**WHAT THE TASK ASKS**: On how many lines of the data below does the word "released" appear? Reply with the number only.

(Collected data entries)
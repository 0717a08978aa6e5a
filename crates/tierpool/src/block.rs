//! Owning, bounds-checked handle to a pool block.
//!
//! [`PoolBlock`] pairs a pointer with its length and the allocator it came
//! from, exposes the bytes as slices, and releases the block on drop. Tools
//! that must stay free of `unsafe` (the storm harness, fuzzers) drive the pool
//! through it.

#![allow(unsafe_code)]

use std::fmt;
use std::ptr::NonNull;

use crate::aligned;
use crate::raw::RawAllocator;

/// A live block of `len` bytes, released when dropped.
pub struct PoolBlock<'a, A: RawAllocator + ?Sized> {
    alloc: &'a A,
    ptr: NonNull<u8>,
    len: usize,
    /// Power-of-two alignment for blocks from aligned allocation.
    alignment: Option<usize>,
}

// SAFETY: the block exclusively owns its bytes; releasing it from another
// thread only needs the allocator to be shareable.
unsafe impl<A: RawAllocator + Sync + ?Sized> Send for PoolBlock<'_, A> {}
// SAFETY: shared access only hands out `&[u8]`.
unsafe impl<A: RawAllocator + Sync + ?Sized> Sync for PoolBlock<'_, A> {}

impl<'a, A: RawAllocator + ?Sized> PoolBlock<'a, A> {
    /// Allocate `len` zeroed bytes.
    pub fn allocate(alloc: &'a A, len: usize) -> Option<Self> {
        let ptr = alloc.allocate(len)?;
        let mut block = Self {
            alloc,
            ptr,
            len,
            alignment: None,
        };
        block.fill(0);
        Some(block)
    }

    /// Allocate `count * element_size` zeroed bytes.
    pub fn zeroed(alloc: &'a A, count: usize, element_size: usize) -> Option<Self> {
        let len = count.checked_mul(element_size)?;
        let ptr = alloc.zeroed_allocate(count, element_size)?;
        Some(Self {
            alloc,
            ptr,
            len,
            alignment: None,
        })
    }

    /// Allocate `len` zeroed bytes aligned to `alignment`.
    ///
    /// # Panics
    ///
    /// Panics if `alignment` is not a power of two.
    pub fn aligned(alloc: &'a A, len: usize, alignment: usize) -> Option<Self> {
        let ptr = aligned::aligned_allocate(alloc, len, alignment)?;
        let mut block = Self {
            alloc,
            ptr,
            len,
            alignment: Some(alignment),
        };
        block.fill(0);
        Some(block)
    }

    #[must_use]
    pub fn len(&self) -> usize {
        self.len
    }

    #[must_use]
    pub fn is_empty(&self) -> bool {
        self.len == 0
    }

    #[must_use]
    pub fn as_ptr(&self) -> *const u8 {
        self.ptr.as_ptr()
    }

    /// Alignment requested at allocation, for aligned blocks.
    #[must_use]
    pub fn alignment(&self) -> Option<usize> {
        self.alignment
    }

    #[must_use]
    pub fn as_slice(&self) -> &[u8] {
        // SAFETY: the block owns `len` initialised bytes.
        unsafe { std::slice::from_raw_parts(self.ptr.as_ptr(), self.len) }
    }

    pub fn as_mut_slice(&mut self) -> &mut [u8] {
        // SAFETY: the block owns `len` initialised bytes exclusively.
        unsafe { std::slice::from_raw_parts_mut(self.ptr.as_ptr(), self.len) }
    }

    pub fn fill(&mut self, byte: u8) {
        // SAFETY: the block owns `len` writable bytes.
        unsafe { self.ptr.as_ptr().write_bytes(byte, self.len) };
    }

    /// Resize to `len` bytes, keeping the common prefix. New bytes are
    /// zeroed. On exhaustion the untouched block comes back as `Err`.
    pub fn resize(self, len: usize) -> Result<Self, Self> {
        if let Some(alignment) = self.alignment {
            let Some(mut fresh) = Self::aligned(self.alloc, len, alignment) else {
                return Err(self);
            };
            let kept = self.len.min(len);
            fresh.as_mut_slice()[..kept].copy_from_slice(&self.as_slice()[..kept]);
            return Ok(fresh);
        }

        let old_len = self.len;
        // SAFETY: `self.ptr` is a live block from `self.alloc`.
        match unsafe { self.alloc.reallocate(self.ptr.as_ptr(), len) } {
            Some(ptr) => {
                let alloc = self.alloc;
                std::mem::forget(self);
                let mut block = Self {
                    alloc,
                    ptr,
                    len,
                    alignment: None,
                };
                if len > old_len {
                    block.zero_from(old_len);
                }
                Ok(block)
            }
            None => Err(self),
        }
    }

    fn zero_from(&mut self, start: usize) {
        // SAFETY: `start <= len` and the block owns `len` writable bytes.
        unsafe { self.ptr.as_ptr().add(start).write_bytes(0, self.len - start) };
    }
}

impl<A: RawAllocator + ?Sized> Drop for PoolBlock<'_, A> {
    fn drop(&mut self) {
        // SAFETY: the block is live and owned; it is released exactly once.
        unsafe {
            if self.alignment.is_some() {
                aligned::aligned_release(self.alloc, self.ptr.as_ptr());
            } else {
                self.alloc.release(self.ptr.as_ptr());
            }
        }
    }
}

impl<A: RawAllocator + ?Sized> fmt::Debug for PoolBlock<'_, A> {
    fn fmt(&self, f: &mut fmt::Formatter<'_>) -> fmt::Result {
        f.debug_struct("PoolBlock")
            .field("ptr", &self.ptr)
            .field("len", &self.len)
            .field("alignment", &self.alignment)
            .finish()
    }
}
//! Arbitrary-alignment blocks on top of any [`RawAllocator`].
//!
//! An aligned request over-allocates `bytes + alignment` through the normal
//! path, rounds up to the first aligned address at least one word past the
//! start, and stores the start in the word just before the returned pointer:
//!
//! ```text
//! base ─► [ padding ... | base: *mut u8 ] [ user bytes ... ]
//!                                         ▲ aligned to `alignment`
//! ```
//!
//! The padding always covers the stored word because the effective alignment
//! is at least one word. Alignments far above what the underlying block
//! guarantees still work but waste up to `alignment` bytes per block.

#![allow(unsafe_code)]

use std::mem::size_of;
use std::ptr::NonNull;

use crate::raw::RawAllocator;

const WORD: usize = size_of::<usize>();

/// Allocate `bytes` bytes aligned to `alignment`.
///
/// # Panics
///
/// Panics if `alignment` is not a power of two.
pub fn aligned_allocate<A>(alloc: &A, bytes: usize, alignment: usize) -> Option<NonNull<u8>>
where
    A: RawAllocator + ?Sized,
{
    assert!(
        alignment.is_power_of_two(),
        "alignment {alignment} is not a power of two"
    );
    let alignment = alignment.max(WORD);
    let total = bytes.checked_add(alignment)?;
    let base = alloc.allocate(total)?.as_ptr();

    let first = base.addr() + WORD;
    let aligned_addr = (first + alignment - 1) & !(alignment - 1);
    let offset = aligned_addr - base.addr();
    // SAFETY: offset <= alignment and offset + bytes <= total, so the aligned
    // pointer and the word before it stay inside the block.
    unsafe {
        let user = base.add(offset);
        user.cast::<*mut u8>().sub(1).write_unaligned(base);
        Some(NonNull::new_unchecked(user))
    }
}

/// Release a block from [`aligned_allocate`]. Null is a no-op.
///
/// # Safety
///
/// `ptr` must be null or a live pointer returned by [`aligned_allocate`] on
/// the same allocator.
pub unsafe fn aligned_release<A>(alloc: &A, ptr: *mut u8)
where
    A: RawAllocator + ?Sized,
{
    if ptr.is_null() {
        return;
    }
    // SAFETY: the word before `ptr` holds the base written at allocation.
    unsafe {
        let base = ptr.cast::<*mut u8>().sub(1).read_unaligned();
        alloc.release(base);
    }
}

**RESPONSE BOX**: 2